Albany 2015:Book of Abstracts
June 9-13 2015
©Adenine Press (2012)
Stabilization effects induced by modified nucleotides in tRNA T-loop motifs
tRNAs are known to contain more than 100 chemically modified nucleotides. Although frequent, their biological role and significance are still largely unknown. Among them, pseudouridine (Ψ; the C-glycoside isomer of uridine), is the most recurrent modification and is, therefore, sometimes designated as the 5th nucleotide. Ψ is highly phylogenetically conserved in tRNA at position 55 of T-loops, a structural motif essential for the tRNA 3D cloverleaf arrangement. The interdigitation of the T- and D- loops forms a C=G platform that is solvent exposed and essential for the recognition of tRNAs by T-box riboswitches and ribosomes. Besides Ψ residues, T-loops include two additional modified bases: thymine (T) and 1-methyladenine (1MA), which are also highly conserved.
To investigate the role of T-loop modified nucleotides, we performed explicit solvent molecular dynamics (MD) simulations on several variants of tRNAPhe. Besides well-described hydrogen bond networks that are involved in the stabilization of the loop, we discuss the occurrence and dynamical characteristics of an overlooked phosphate-π contact characteristic of U-turn motifs i.e. the stacking of OP2(R57) atom over the aromatic surface of Ψ55 (Figure).

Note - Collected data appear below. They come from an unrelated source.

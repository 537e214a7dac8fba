use log::{info, warn};

use crate::FailureKind;

use super::context::FailureLog;

/// Summarize failures absorbed during a run. Call after the threads are joined.
/// Iteration already ended normally; this is the only place a crash shows up unless the
/// caller inspects `failures()` itself.
pub fn report_failures(failures: &FailureLog, verbose: bool) {
    let failures = failures.snapshot();
    if failures.is_empty() {
        return;
    }
    let transform = failures
        .iter()
        .filter(|f| f.kind == FailureKind::Transform)
        .count();
    let source = failures.len() - transform;
    warn!(
        "run ended with {} transform failure(s) and {} source failure(s); results may be incomplete",
        transform, source
    );
    if verbose {
        for f in &failures {
            match f.worker {
                Some(w) => info!("  failed ({:?}, worker {}): {}", f.kind, w, f.message),
                None => info!("  failed ({:?}): {}", f.kind, f.message),
            }
        }
    }
}
//! Datagen: parallel data-preprocessing pipeline.
//!
//! A producer thread feeds raw items into a bounded channel, `n_process` worker threads apply
//! a [`Preprocess`] transform, and [`Results`] hands the transformed items to the caller as a
//! lazy iterator.
//!
//! ```ignore
//! use datagen::{Pipeline, PipelineConfig, transform};
//!
//! let config = PipelineConfig::builder().n_process(3).shuffle(true).build();
//! let pipeline = Pipeline::new((1..=10).collect::<Vec<u32>>(), transform::map(|x: u32| x + 1), config)?;
//! let mut out: Vec<u32> = pipeline.iter().collect();
//! out.sort();
//! assert_eq!(out, (2..=11).collect::<Vec<_>>());
//! ```

pub mod engine;
pub mod error;
pub mod filter;
pub mod observer;
pub mod pipeline;
pub mod source;
pub mod transform;
pub mod types;
pub mod utils;

/// Re-export types for API
pub use types::*;

pub use error::{ChannelClosed, PipelineError};
pub use filter::{Blank, SkipFilter};
pub use observer::{LifecycleEvent, LifecycleObserver, LogObserver};
pub use pipeline::{BoundedChannel, Controller, Pipeline, PipelineBuilder, Results};
pub use source::Source;
pub use transform::{Output, Preprocess};

/// Result alias used by public datagen API
pub use anyhow::Error;
pub type Result<T> = std::result::Result<T, Error>;
// --- core scenarios ---

#[test]
fn test_identity_plus_one_three_workers() {
    let data: Vec<u32> = (1..=10).collect();
    let pipeline = Pipeline::new(data, transform::map(|x: u32| x + 1), fast_config(3)).unwrap();

    let mut results = pipeline.iter();
    assert_eq!(results.state(), PipelineState::Idle);
    let out: Vec<u32> = results.by_ref().collect();

    assert_eq!(out.len(), 10);
    assert_eq!(sorted(out), (2..=11).collect::<Vec<_>>());
    assert_eq!(results.state(), PipelineState::Terminated);
    assert!(results.failures().is_empty());
    assert!(results.next().is_none());
}

#[test]
fn test_all_items_arrive_for_any_worker_count() {
    let data: Vec<u64> = (0..200).collect();
    for n in [1, 2, 5, 8] {
        let pipeline =
            Pipeline::new(data.clone(), transform::map(|x: u64| x * 3), fast_config(n)).unwrap();
        let out = sorted(pipeline.iter().collect::<Vec<_>>());
        let expected: Vec<u64> = data.iter().map(|x| x * 3).collect();
        assert_eq!(out, expected, "n_process = {}", n);
    }
}

#[test]
fn test_more_workers_than_items() {
    let pipeline =
        Pipeline::new(vec![1_u8, 2], transform::map(|x: u8| x), fast_config(6)).unwrap();
    assert_eq!(sorted(pipeline.iter().collect()), vec![1, 2]);
}

#[test]
fn test_empty_source_terminates() {
    let pipeline =
        Pipeline::new(Vec::<u32>::new(), transform::map(|x: u32| x), fast_config(3)).unwrap();
    let start = Instant::now();
    assert_eq!(pipeline.iter().count(), 0);
    assert!(start.elapsed() < Duration::from_secs(5));
}

#[test]
fn test_small_queues_apply_backpressure_without_loss() {
    let config = datagen::PipelineConfig {
        qsize: 1,
        input_scale: Some(1),
        ..fast_config(4)
    };
    let data: Vec<u32> = (0..300).collect();
    let pipeline = Pipeline::new(data.clone(), transform::map(|x: u32| x), config).unwrap();
    assert_eq!(sorted(pipeline.iter().collect()), data);
}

Surprisingly stable water molecules (several ns residency times) were identified at different locations of this motif.
To assess the involvement of the modified nucleotides in the stabilization of this long-resident water molecules and consequently in the stabilization of the D- and T-loop interdigitation motif leading to the formation of a stable C=G platform, we performed MD simulations on tRNA structures selectively deprived of the Ψ, T and 1MA modified residues. Presented data provide insights on stabilization effects associated with modified nucleotides and on the roles this highly conserved cluster of modified nucleotides plays in recognition process involving these interdigidated loops.